Attention Black America: Occupy Wall Street Is About You, Too
(Photo: REUTERS/Mike Segar)
Occupy Wall Street has officially entered its fourth week and African-American supporters are saying that their communities, more than anyone, need to be showing their support.
“If any other community needs a bailout, it’s the African-American community,” says hip hop artist Jasiri X, who has joined the protesters in Lower Manhattan. “Not only do we have a foreclosure crisis, but we have abandoned homes, we have poverty problems, we have young Black male unemployment.”

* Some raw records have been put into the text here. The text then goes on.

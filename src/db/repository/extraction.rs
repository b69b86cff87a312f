use std::str::FromStr;

use chrono::NaiveDateTime;
use rusqlite::{params, Connection};
use uuid::Uuid;

use crate::db::DatabaseError;
use crate::models::enums::ReviewState;
use crate::models::{Extraction, FieldEvidenceRow, LineItemRow};
use crate::pipeline::extract::{ExtractionResult, FieldValue};
use crate::pipeline::ocr::BoundingBox;

const TIMESTAMP_FORMAT: &str = "%Y-%m-%d %H:%M:%S";

/// Version the next pipeline run should use for this document.
///
/// Callers that insert must hold a write transaction across this read and
/// the subsequent `insert_extraction`, otherwise concurrent runs can race
/// to the same version.
pub fn next_extraction_version(conn: &Connection, document_id: &Uuid) -> Result<i64, DatabaseError> {
    let current: Option<i64> = conn.query_row(
        "SELECT MAX(version) FROM extractions WHERE document_id = ?1",
        params![document_id.to_string()],
        |row| row.get(0),
    )?;
    Ok(current.unwrap_or(0) + 1)
}

/// Insert a new extraction version together with its derived evidence and
/// line-item projection rows. Returns the stored row including its id.
pub fn insert_extraction(
    conn: &Connection,
    document_id: &Uuid,
    version: i64,
    review_state: ReviewState,
    payload: &ExtractionResult,
) -> Result<Extraction, DatabaseError> {
    let created_at = chrono::Utc::now().naive_utc();
    let data = serde_json::to_string(payload)
        .map_err(|e| DatabaseError::Serialization(e.to_string()))?;

    conn.execute(
        "INSERT INTO extractions (document_id, version, review_state, extraction_data, created_at)
         VALUES (?1, ?2, ?3, ?4, ?5)",
        params![
            document_id.to_string(),
            version,
            review_state.as_str(),
            data,
            created_at.format(TIMESTAMP_FORMAT).to_string(),
        ],
    )?;
    let id = conn.last_insert_rowid();

    project_rows(conn, id, payload)?;

    Ok(Extraction {
        id,
        document_id: *document_id,
        version,
        review_state,
        payload: payload.clone(),
        created_at,
    })
}

/// Latest extraction for a document: highest version, ties broken by the
/// highest row id (most recently inserted).
pub fn latest_extraction(
    conn: &Connection,
    document_id: &Uuid,
) -> Result<Option<Extraction>, DatabaseError> {
    let mut stmt = conn.prepare(
        "SELECT id, document_id, version, review_state, extraction_data, created_at
         FROM extractions WHERE document_id = ?1
         ORDER BY version DESC, id DESC LIMIT 1",
    )?;

    let result = stmt.query_row(params![document_id.to_string()], row_to_extraction_row);

    match result {
        Ok(row) => Ok(Some(extraction_from_row(row)?)),
        Err(rusqlite::Error::QueryReturnedNoRows) => Ok(None),
        Err(e) => Err(e.into()),
    }
}

/// All extraction versions for a document, oldest first.
pub fn list_extractions(
    conn: &Connection,
    document_id: &Uuid,
) -> Result<Vec<Extraction>, DatabaseError> {
    let mut stmt = conn.prepare(
        "SELECT id, document_id, version, review_state, extraction_data, created_at
         FROM extractions WHERE document_id = ?1 ORDER BY version ASC, id ASC",
    )?;

    let rows = stmt.query_map(params![document_id.to_string()], row_to_extraction_row)?;

    let mut extractions = Vec::new();
    for row in rows {
        extractions.push(extraction_from_row(row?)?);
    }
    Ok(extractions)
}

/// Update the review state of one extraction row.
pub fn update_review_state(
    conn: &Connection,
    extraction_id: i64,
    state: ReviewState,
) -> Result<(), DatabaseError> {
    let rows = conn.execute(
        "UPDATE extractions SET review_state = ?2 WHERE id = ?1",
        params![extraction_id, state.as_str()],
    )?;
    if rows == 0 {
        return Err(DatabaseError::NotFound {
            entity_type: "Extraction".into(),
            id: extraction_id.to_string(),
        });
    }
    Ok(())
}

/// Overwrite an extraction's payload in place (no new version) and rebuild
/// its projection rows so they stay derivable from the payload.
pub fn replace_extraction_payload(
    conn: &Connection,
    extraction_id: i64,
    payload: &ExtractionResult,
) -> Result<(), DatabaseError> {
    let data = serde_json::to_string(payload)
        .map_err(|e| DatabaseError::Serialization(e.to_string()))?;

    let rows = conn.execute(
        "UPDATE extractions SET extraction_data = ?2 WHERE id = ?1",
        params![extraction_id, data],
    )?;
    if rows == 0 {
        return Err(DatabaseError::NotFound {
            entity_type: "Extraction".into(),
            id: extraction_id.to_string(),
        });
    }

    conn.execute(
        "DELETE FROM field_evidences WHERE extraction_id = ?1",
        params![extraction_id],
    )?;
    conn.execute(
        "DELETE FROM line_items WHERE extraction_id = ?1",
        params![extraction_id],
    )?;
    project_rows(conn, extraction_id, payload)?;

    Ok(())
}

/// Field evidence projection rows for one extraction, in insertion order.
pub fn field_evidence_rows(
    conn: &Connection,
    extraction_id: i64,
) -> Result<Vec<FieldEvidenceRow>, DatabaseError> {
    let mut stmt = conn.prepare(
        "SELECT id, extraction_id, field_name, field_value, confidence, quote, bbox, page_number
         FROM field_evidences WHERE extraction_id = ?1 ORDER BY id ASC",
    )?;

    let rows = stmt.query_map(params![extraction_id], |row| {
        Ok((
            row.get::<_, i64>(0)?,
            row.get::<_, i64>(1)?,
            row.get::<_, String>(2)?,
            row.get::<_, Option<String>>(3)?,
            row.get::<_, f32>(4)?,
            row.get::<_, Option<String>>(5)?,
            row.get::<_, Option<String>>(6)?,
            row.get::<_, Option<u32>>(7)?,
        ))
    })?;

    let mut out = Vec::new();
    for row in rows {
        let (id, extraction_id, field_name, field_value, confidence, quote, bbox, page_number) =
            row?;
        out.push(FieldEvidenceRow {
            id,
            extraction_id,
            field_name,
            field_value,
            confidence,
            quote,
            bbox: parse_bbox(bbox)?,
            page_number,
        });
    }
    Ok(out)
}

/// Line item projection rows for one extraction, ordered by row index.
pub fn line_item_rows(
    conn: &Connection,
    extraction_id: i64,
) -> Result<Vec<LineItemRow>, DatabaseError> {
    let mut stmt = conn.prepare(
        "SELECT id, extraction_id, row_index, service, code, amount, confidence,
         evidence_quote, evidence_bbox, page_number
         FROM line_items WHERE extraction_id = ?1 ORDER BY row_index ASC",
    )?;

    let rows = stmt.query_map(params![extraction_id], |row| {
        Ok((
            row.get::<_, i64>(0)?,
            row.get::<_, i64>(1)?,
            row.get::<_, i64>(2)?,
            row.get::<_, Option<String>>(3)?,
            row.get::<_, Option<String>>(4)?,
            row.get::<_, Option<f64>>(5)?,
            row.get::<_, f32>(6)?,
            row.get::<_, Option<String>>(7)?,
            row.get::<_, Option<String>>(8)?,
            row.get::<_, Option<u32>>(9)?,
        ))
    })?;

    let mut out = Vec::new();
    for row in rows {
        let (
            id,
            extraction_id,
            row_index,
            service,
            code,
            amount,
            confidence,
            evidence_quote,
            evidence_bbox,
            page_number,
        ) = row?;
        out.push(LineItemRow {
            id,
            extraction_id,
            row_index,
            service,
            code,
            amount,
            confidence,
            evidence_quote,
            evidence_bbox: parse_bbox(evidence_bbox)?,
            page_number,
        });
    }
    Ok(out)
}

// ---------------------------------------------------------------------------
// Projection
// ---------------------------------------------------------------------------

/// Write the denormalized per-field and per-line-item rows for a payload.
/// Fields without evidence still get one row so every field is queryable.
fn project_rows(
    conn: &Connection,
    extraction_id: i64,
    payload: &ExtractionResult,
) -> Result<(), DatabaseError> {
    for (field_name, field) in &payload.fields {
        let field_value = field.value.as_ref().map(field_value_to_string);
        if field.evidence.is_empty() {
            insert_field_evidence(
                conn,
                extraction_id,
                field_name,
                field_value.as_deref(),
                field.confidence,
                None,
                None,
                None,
            )?;
        } else {
            for ev in &field.evidence {
                insert_field_evidence(
                    conn,
                    extraction_id,
                    field_name,
                    field_value.as_deref(),
                    field.confidence,
                    ev.quote.as_deref(),
                    ev.bbox.as_ref(),
                    ev.page_number,
                )?;
            }
        }
    }

    for (idx, item) in payload.line_items.iter().enumerate() {
        let ev = item.evidence.first();
        let bbox = ev
            .and_then(|e| e.bbox.as_ref())
            .map(serialize_bbox)
            .transpose()?;
        conn.execute(
            "INSERT INTO line_items (extraction_id, row_index, service, code, amount,
             confidence, evidence_quote, evidence_bbox, page_number)
             VALUES (?1, ?2, ?3, ?4, ?5, ?6, ?7, ?8, ?9)",
            params![
                extraction_id,
                idx as i64,
                item.service,
                item.code,
                item.amount,
                item.confidence,
                ev.and_then(|e| e.quote.as_deref()),
                bbox,
                ev.and_then(|e| e.page_number),
            ],
        )?;
    }

    Ok(())
}

#[allow(clippy::too_many_arguments)]
fn insert_field_evidence(
    conn: &Connection,
    extraction_id: i64,
    field_name: &str,
    field_value: Option<&str>,
    confidence: f32,
    quote: Option<&str>,
    bbox: Option<&BoundingBox>,
    page_number: Option<u32>,
) -> Result<(), DatabaseError> {
    let bbox = bbox.map(serialize_bbox).transpose()?;
    conn.execute(
        "INSERT INTO field_evidences (extraction_id, field_name, field_value, confidence,
         quote, bbox, page_number)
         VALUES (?1, ?2, ?3, ?4, ?5, ?6, ?7)",
        params![
            extraction_id,
            field_name,
            field_value,
            confidence,
            quote,
            bbox,
            page_number,
        ],
    )?;
    Ok(())
}

fn field_value_to_string(value: &FieldValue) -> String {
    match value {
        FieldValue::Text(s) => s.clone(),
        FieldValue::Number(n) => format!("{n}"),
    }
}

fn serialize_bbox(bbox: &BoundingBox) -> Result<String, DatabaseError> {
    serde_json::to_string(bbox).map_err(|e| DatabaseError::Serialization(e.to_string()))
}

fn parse_bbox(raw: Option<String>) -> Result<Option<BoundingBox>, DatabaseError> {
    raw.map(|s| {
        serde_json::from_str(&s).map_err(|e| DatabaseError::Serialization(e.to_string()))
    })
    .transpose()
}

// Internal row type for Extraction mapping
struct ExtractionRow {
    id: i64,
    document_id: String,
    version: i64,
    review_state: String,
    extraction_data: String,
    created_at: String,
}

fn row_to_extraction_row(row: &rusqlite::Row<'_>) -> Result<ExtractionRow, rusqlite::Error> {
    Ok(ExtractionRow {
        id: row.get::<_, i64>(0)?,
        document_id: row.get::<_, String>(1)?,
        version: row.get::<_, i64>(2)?,
        review_state: row.get::<_, String>(3)?,
        extraction_data: row.get::<_, String>(4)?,
        created_at: row.get::<_, String>(5)?,
    })
}

fn extraction_from_row(row: ExtractionRow) -> Result<Extraction, DatabaseError> {
    Ok(Extraction {
        id: row.id,
        document_id: Uuid::parse_str(&row.document_id)
            .map_err(|e| DatabaseError::ConstraintViolation(e.to_string()))?,
        version: row.version,
        review_state: ReviewState::from_str(&row.review_state)?,
        payload: serde_json::from_str(&row.extraction_data)
            .map_err(|e| DatabaseError::Serialization(e.to_string()))?,
        created_at: NaiveDateTime::parse_from_str(&row.created_at, TIMESTAMP_FORMAT)
            .unwrap_or_default(),
    })
}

Jasiri X traveled from Pittsburgh, which was recently named the poorest Black community in the country, to Occupy Wall Street, the movement that is demanding that the government support education, infrastructure and jobs, get rid of corporate tax loopholes, and strengthen democracy. He says that he’s in New York to make sure that the voices of the Black communities are heard.
“I think that as African-Americans, the economic bailout on Wall Street and the foreclosure crisis has hit our community the worst. We’re like the 99 [percent] below the 99 in our communities, so I think that it’s important for us to be here and be counted and make sure that as we are holding Wall Street accountable,” he says.
Jasiri X has previously composed and performed political hip hop, with songs about the Jena 6 and the Tea Party. But his new track “We the 99” has been live-streamed for the past few weeks on numerous sites covering the downtown protests. In it he speaks of the majority being deceived, of the economy collapsing and how it’s time for citizens to stand for what they believe is fair.
He declares that African-Americans are the last to be helped and the most frequently overlooked, and he wants them to be more aware and more involved.
“I think a lot of us are disconnected to what’s happening on a worldwide level because a lot of time in our communities we are working two to three jobs, taking care of our communities, just to make ends meet,” he says.
Like Jasiri X, Caren Daley also wishes more Blacks would support. Daley, a mother, college graduate and breast cancer survivor, has been homeless for two years.
“My children are asking me constantly, ‘Why are we living like this, mommy?' And I have to tell them America is suffering. The government is helping everybody else but is not helping the poor,” she says.
Both Daley and Jasiri X say they’re there representing their communities, and they both hope that America listens to the cry of the people.
“We need help. We need change,” Daley says.